2-Party System Mutating

From the Desert with feet planted firmly in the Cornfield
From the Desert with feet planted firmly in the Cornfield

For the past several years there has been outcry about the captivity that our 2-party system has on our elected government from the local and state level all the way to the nation’s capitol.

This year as the country is once more embroiled in another presidential election season, it appears, from where I sit in the Desert this last Saturday in September, the system is mutating right before our eyes.

This is even more certain following the announcement on Friday by US House of Representatives Speaker John Boehner that he is not only moving down from his position as the man in charge of the august body and second in line for the presidency, but he is giving up his seat representing the people in and around Cincinnati, Ohio.

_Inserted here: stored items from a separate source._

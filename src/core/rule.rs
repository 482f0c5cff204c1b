//! Per-unit update formulas.
//!
//! Kernels handle windowing and bookkeeping; the arithmetic applied to each
//! unit and each weight goes through an [`UpdateRule`]. The host backend
//! takes any rule. The GPU backend compiles [`SpikingRule`] into its shaders.

use std::fmt;

/// Result of integrating one unit for one settling iteration.
#[derive(Debug, Clone, Copy, PartialEq)]
pub struct Integrated {
    pub activation: f32,
    pub state: f32,
}

pub trait UpdateRule: fmt::Debug + Send + Sync {
    fn name(&self) -> &'static str;

    /// Folds `drive` into the membrane and decides the output state.
    fn integrate(&self, activation: f32, drive: f32, threshold: f32, eta: f32) -> Integrated;

    /// Box-car accumulation, cleared at the start of every example.
    #[inline]
    fn short_average(&self, short: f32, state: f32, rate_inv: f32) -> f32 {
        short + rate_inv * state
    }

    #[inline]
    fn long_average(&self, long: f32, state: f32, decay: f32) -> f32 {
        (1.0 - decay) * long + decay * state
    }

    /// Oja's rule; keeps excitatory receptive fields bounded.
    #[inline]
    fn feed_forward_weight(&self, weight: f32, pre: f32, post: f32, alpha: f32) -> f32 {
        weight + alpha * post * (pre - post * weight)
    }

    /// Inhibition grows while the target unit fires above `target`.
    #[inline]
    fn inhibitory_weight(&self, weight: f32, pre: f32, post: f32, target: f32, beta: f32) -> f32 {
        (weight + beta * pre * (post - target)).max(0.0)
    }

    /// Correlates the unit with deviations of top-down context from its mean.
    #[inline]
    fn feed_back_weight(
        &self,
        weight: f32,
        post: f32,
        pre_short: f32,
        pre_long: f32,
        gamma: f32,
    ) -> f32 {
        weight + gamma * post * (pre_short - pre_long)
    }

    /// Homeostasis: raise the threshold of units firing above target.
    #[inline]
    fn threshold(&self, threshold: f32, long: f32, target: f32, delta: f32) -> f32 {
        threshold + delta * (long - target)
    }
}

/// Leaky integrate-and-fire with reset. Binary states.
#[derive(Debug, Clone, Copy, Default)]
pub struct SpikingRule;

impl UpdateRule for SpikingRule {
    fn name(&self) -> &'static str {
        "spiking"
    }

    #[inline]
    fn integrate(&self, activation: f32, drive: f32, threshold: f32, eta: f32) -> Integrated {
        let a = (1.0 - eta) * activation + eta * drive;
        if a > threshold {
            Integrated {
                activation: 0.0,
                state: 1.0,
            }
        } else {
            Integrated {
                activation: a,
                state: 0.0,
            }
        }
    }
}

/// Leaky integrator with a rectified, graded output and no reset.
#[derive(Debug, Clone, Copy, Default)]
pub struct LeakyRule;

impl UpdateRule for LeakyRule {
    fn name(&self) -> &'static str {
        "leaky"
    }

    #[inline]
    fn integrate(&self, activation: f32, drive: f32, threshold: f32, eta: f32) -> Integrated {
        let a = (1.0 - eta) * activation + eta * drive;
        Integrated {
            activation: a,
            state: (a - threshold).max(0.0),
        }
    }
}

Boehner noted that his decision was sealed following a meeting with Pope Francis during his visit to a joint session of Congress. The Pope pulled Boehner aside and asked him to pray for him.

Going on, Boehner pointed out that he did not want to put the members of the Republican caucus, which he leads, through another vote to try and oust him from his position. A move, which Boehner believes would be detrimental to the institution of the House and the Speaker’s chair.

This speaks volumes when also considering the tumultuous race for the presidency, especially among the GOP candidates. Not that there is much to hope and be proud about on the Democratic side either.

Looking across the country and through the corn stalks being harvested back in the Cornfield, it is evident to me that what we are seeing play out on the national stage is a mutation which will split the governance of the nation into two factions.

The one faction will control and govern from Washington DC on matters of national import. The other faction will control and govern in local areas and in the states and territories.

While currently both chambers of Congress have a majority of Republican lawmakers and may for some time yet, that may transform within the next six years or so to a predominance of Democrats in both chambers.

As to the White House, there is a good chance we will see history made when the Democrats capture the White House for a third consecutive term.

The only other time in our national history this has happened was when George H.W. Bush followed Ronald Reagan’s two terms in the White House. This was short-lived as Bush was upended for a second term.

I say the likelihood of a Democratic rout of the presidential race is from observing how Republican candidates and the very vocal, though small-in-number primary voters are reacting to the outlandishness of the current crop of wannabes.

As to the governorships and state legislatures, those are poised to remain firmly in control of the GOP while Democratic losses may continue.

Around 2/3 of the states are governed by Republicans. Not quite 1/3 have a Democrat in the state mansion. The legislative bodies follow the same general percentages.

The nation’s electorate are splitting into these two factions where Republicans will be the party of the locals and states while Democrats will be the national party legislating and administering from Washington.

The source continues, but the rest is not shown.